» **PROBLEM DESCRIPTION**: Find the lines below that contain "instead" and tally them. Return only the total.
'''
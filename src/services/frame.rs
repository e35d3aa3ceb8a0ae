// src/services/frame.rs
//
// Alignment and derivation for the macro time series: outer-join the raw
// provider series onto a shared daily index, forward-fill the slower
// (monthly) ones, and compute the derived columns the dashboard reads.
use chrono::NaiveDate;
use serde::Serialize;
use std::collections::{BTreeSet, HashMap};

use crate::models::{CycleSignal, RawSeries, TrendMetric};

pub const POLICY_RATE: &str = "policy_rate";
pub const REPO_RATE: &str = "repo_rate";
pub const HOUSING_SALES: &str = "housing_sales";
pub const FREIGHT_INDEX: &str = "freight_index";
pub const SPREAD_BPS: &str = "spread_bps";

#[derive(Debug, Clone, Serialize)]
pub struct Column {
    pub name: String,
    pub values: Vec<f64>,
}

/// Date-indexed numeric table. Dates are ascending and unique, and every
/// column holds exactly one value per date once alignment has run.
#[derive(Debug, Clone, Default, Serialize)]
pub struct TimeSeriesTable {
    pub dates: Vec<NaiveDate>,
    pub columns: Vec<Column>,
}

impl TimeSeriesTable {
    pub fn len(&self) -> usize {
        self.dates.len()
    }

    pub fn is_empty(&self) -> bool {
        self.dates.is_empty()
    }

    pub fn column(&self, name: &str) -> Option<&[f64]> {
        self.columns
            .iter()
            .find(|c| c.name == name)
            .map(|c| c.values.as_slice())
    }
}

/// Outer-join the raw series onto the union of their dates, forward-fill
/// each column independently, drop the leading rows where any column is
/// still unset, then append `spread_bps = (repo_rate - policy_rate) * 100`.
///
/// An entirely empty input series means the table can never be complete,
/// so the result is an empty table rather than partially-filled rows.
pub fn align_and_derive(raw: &HashMap<String, RawSeries>) -> TimeSeriesTable {
    if raw.is_empty() || raw.values().any(|s| s.is_empty()) {
        return TimeSeriesTable::default();
    }

    let all_dates: BTreeSet<NaiveDate> = raw.values().flat_map(|s| s.keys().copied()).collect();

    // Sorted column order keeps the output deterministic across runs.
    let mut names: Vec<&String> = raw.keys().collect();
    names.sort();

    let mut filled: Vec<(String, Vec<Option<f64>>)> = Vec::with_capacity(names.len());
    for name in names {
        let series = &raw[name];
        let mut last: Option<f64> = None;
        let values = all_dates
            .iter()
            .map(|date| {
                if let Some(v) = series.get(date) {
                    last = Some(*v);
                }
                last
            })
            .collect();
        filled.push((name.clone(), values));
    }

    // First row where every column has an observation behind it.
    let first_complete = (0..all_dates.len())
        .find(|&i| filled.iter().all(|(_, values)| values[i].is_some()));
    let start = match first_complete {
        Some(i) => i,
        None => return TimeSeriesTable::default(),
    };

    let dates: Vec<NaiveDate> = all_dates.into_iter().skip(start).collect();
    let mut columns: Vec<Column> = filled
        .into_iter()
        .map(|(name, values)| Column {
            name,
            values: values
                .into_iter()
                .skip(start)
                .map(|v| v.unwrap_or(f64::NAN))
                .collect(),
        })
        .collect();

    let spread = {
        let policy = columns.iter().find(|c| c.name == POLICY_RATE);
        let repo = columns.iter().find(|c| c.name == REPO_RATE);
        match (policy, repo) {
            (Some(p), Some(r)) => Some(
                r.values
                    .iter()
                    .zip(&p.values)
                    .map(|(repo, policy)| (repo - policy) * 100.0)
                    .collect::<Vec<f64>>(),
            ),
            _ => None,
        }
    };
    if let Some(values) = spread {
        columns.push(Column {
            name: SPREAD_BPS.to_string(),
            values,
        });
    }

    TimeSeriesTable { dates, columns }
}

/// Relative change of `column` versus its value `periods_back` rows earlier.
/// Short history falls back to the earliest row instead of failing; only an
/// empty table, an unknown column, or a zero base yields `None`.
pub fn trend(table: &TimeSeriesTable, column: &str, periods_back: usize) -> Option<f64> {
    let values = table.column(column)?;
    if values.is_empty() {
        return None;
    }
    let idx = values.len().saturating_sub(periods_back).min(values.len() - 1);
    let base = values[idx];
    let latest = *values.last()?;
    if base == 0.0 {
        return None;
    }
    Some(latest / base - 1.0)
}

pub fn trend_metric(
    table: &TimeSeriesTable,
    column: &str,
    periods_back: usize,
) -> Option<TrendMetric> {
    let value = trend(table, column, periods_back)?;
    let latest = *table.column(column)?.last()?;
    Some(TrendMetric {
        column: column.to_string(),
        latest,
        trend: value,
        periods_back,
    })
}

/// Normalize every column to a base-100 index on its first row, for the
/// relative-performance chart. Columns starting at zero (or NaN) are
/// dropped since they cannot be rebased.
pub fn rebase_100(table: &TimeSeriesTable) -> TimeSeriesTable {
    let columns = table
        .columns
        .iter()
        .filter_map(|col| {
            let first = *col.values.first()?;
            if first == 0.0 || first.is_nan() {
                return None;
            }
            Some(Column {
                name: col.name.clone(),
                values: col.values.iter().map(|v| v / first * 100.0).collect(),
            })
        })
        .collect();
    TimeSeriesTable {
        dates: table.dates.clone(),
        columns,
    }
}

/// Aggregate signal over the two leading indicators: both trending down is
/// a contraction warning, one down is mixed, otherwise stable.
pub fn cycle_signal(housing_trend: f64, freight_trend: f64) -> CycleSignal {
    if housing_trend < 0.0 && freight_trend < 0.0 {
        CycleSignal::Contraction
    } else if housing_trend < 0.0 || freight_trend < 0.0 {
        CycleSignal::Mixed
    } else {
        CycleSignal::Stable
    }
}

#[cfg(test)]
mod tests {
    use super::*;
    use chrono::Duration;

    fn d(y: i32, m: u32, day: u32) -> NaiveDate {
        NaiveDate::from_ymd_opt(y, m, day).unwrap()
    }

    fn daily(start: NaiveDate, values: &[f64]) -> RawSeries {
        values
            .iter()
            .enumerate()
            .map(|(i, v)| (start + Duration::days(i as i64), *v))
            .collect()
    }

    fn table_of(column: &str, values: &[f64]) -> TimeSeriesTable {
        TimeSeriesTable {
            dates: (0..values.len())
                .map(|i| d(2024, 1, 1) + Duration::days(i as i64))
                .collect(),
            columns: vec![Column {
                name: column.to_string(),
                values: values.to_vec(),
            }],
        }
    }

    #[test]
    fn aligned_index_is_strictly_increasing_and_unique() {
        let start = d(2024, 1, 1);
        let mut raw = HashMap::new();
        raw.insert(POLICY_RATE.to_string(), daily(start, &[1.0, 1.1, 1.2, 1.3]));
        // Overlapping dates from a second source must not duplicate rows.
        raw.insert(
            REPO_RATE.to_string(),
            daily(start + Duration::days(1), &[2.0, 2.1, 2.2]),
        );

        let table = align_and_derive(&raw);
        assert!(!table.is_empty());
        for pair in table.dates.windows(2) {
            assert!(pair[0] < pair[1]);
        }
    }

    #[test]
    fn empty_input_series_yields_empty_table() {
        let mut raw = HashMap::new();
        raw.insert(POLICY_RATE.to_string(), daily(d(2024, 1, 1), &[1.0, 1.1]));
        raw.insert(REPO_RATE.to_string(), RawSeries::new());

        let table = align_and_derive(&raw);
        assert!(table.is_empty());
        assert_eq!(table.columns.len(), 0);
    }

    #[test]
    fn no_input_at_all_yields_empty_table() {
        assert!(align_and_derive(&HashMap::new()).is_empty());
    }

    #[test]
    fn leading_incomplete_rows_are_dropped() {
        let start = d(2024, 1, 1);
        let mut raw = HashMap::new();
        raw.insert(POLICY_RATE.to_string(), daily(start, &[1.0, 1.1, 1.2, 1.3]));
        raw.insert(
            REPO_RATE.to_string(),
            daily(start + Duration::days(2), &[2.0, 2.1]),
        );

        let table = align_and_derive(&raw);
        assert_eq!(table.len(), 2);
        assert_eq!(table.dates[0], start + Duration::days(2));
        assert_eq!(table.column(POLICY_RATE).unwrap(), &[1.2, 1.3]);
    }

    #[test]
    fn spread_matches_rate_difference_rowwise() {
        let start = d(2024, 1, 1);
        let mut raw = HashMap::new();
        raw.insert(POLICY_RATE.to_string(), daily(start, &[5.33; 10]));
        raw.insert(REPO_RATE.to_string(), daily(start, &[5.30; 10]));

        let table = align_and_derive(&raw);
        let spread = table.column(SPREAD_BPS).unwrap();
        assert_eq!(spread.len(), 10);
        for v in spread {
            assert!((v - (-3.0)).abs() < 1e-9);
        }
    }

    #[test]
    fn spread_column_absent_without_both_rates() {
        let mut raw = HashMap::new();
        raw.insert(HOUSING_SALES.to_string(), daily(d(2024, 1, 1), &[1.0, 2.0]));
        let table = align_and_derive(&raw);
        assert!(table.column(SPREAD_BPS).is_none());
    }

    #[test]
    fn monthly_series_forward_fills_across_daily_window() {
        let start = d(2024, 1, 1);
        let mut raw = HashMap::new();
        // One monthly housing print on day 1 of a 30-day daily window.
        raw.insert(
            HOUSING_SALES.to_string(),
            daily(start, &[650_000.0]),
        );
        raw.insert(
            POLICY_RATE.to_string(),
            daily(start, &(0..30).map(|_| 5.0).collect::<Vec<f64>>()),
        );

        let table = align_and_derive(&raw);
        assert_eq!(table.len(), 30);
        for v in table.column(HOUSING_SALES).unwrap() {
            assert_eq!(*v, 650_000.0);
        }
    }

    #[test]
    fn trend_uses_clamped_lookback_index() {
        // 300 rows, 252 back: base row is index 48.
        let mut values: Vec<f64> = vec![1.0; 300];
        values[48] = 2.0;
        *values.last_mut().unwrap() = 3.0;
        let table = table_of(FREIGHT_INDEX, &values);
        let t = trend(&table, FREIGHT_INDEX, 252).unwrap();
        assert!((t - 0.5).abs() < 1e-12);

        // 100 rows, 252 back: falls back to index 0 instead of failing.
        let mut short: Vec<f64> = vec![1.0; 100];
        short[0] = 2.0;
        *short.last_mut().unwrap() = 1.0;
        let table = table_of(FREIGHT_INDEX, &short);
        let t = trend(&table, FREIGHT_INDEX, 252).unwrap();
        assert!((t - (-0.5)).abs() < 1e-12);
    }

    #[test]
    fn trend_on_empty_or_unknown_column_is_none() {
        let table = TimeSeriesTable::default();
        assert!(trend(&table, FREIGHT_INDEX, 252).is_none());

        let table = table_of(FREIGHT_INDEX, &[1.0, 2.0]);
        assert!(trend(&table, "nope", 1).is_none());
    }

    #[test]
    fn rebase_starts_every_column_at_100() {
        let table = TimeSeriesTable {
            dates: vec![d(2024, 1, 1), d(2024, 1, 2)],
            columns: vec![
                Column {
                    name: "NVDA".into(),
                    values: vec![500.0, 550.0],
                },
                Column {
                    name: "XLP".into(),
                    values: vec![0.0, 70.0],
                },
            ],
        };
        let rebased = rebase_100(&table);
        // Zero-start column dropped, the other rebased.
        assert_eq!(rebased.columns.len(), 1);
        let values = rebased.column("NVDA").unwrap();
        assert_eq!(values[0], 100.0);
        assert!((values[1] - 110.0).abs() < 1e-9);
    }

    #[test]
    fn cycle_signal_classification() {
        assert_eq!(cycle_signal(0.02, 0.01), CycleSignal::Stable);
        assert_eq!(cycle_signal(-0.02, 0.01), CycleSignal::Mixed);
        assert_eq!(cycle_signal(0.02, -0.01), CycleSignal::Mixed);
        assert_eq!(cycle_signal(-0.02, -0.01), CycleSignal::Contraction);
    }
}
'''
» **RESULT OF THE EXERCISE**: 2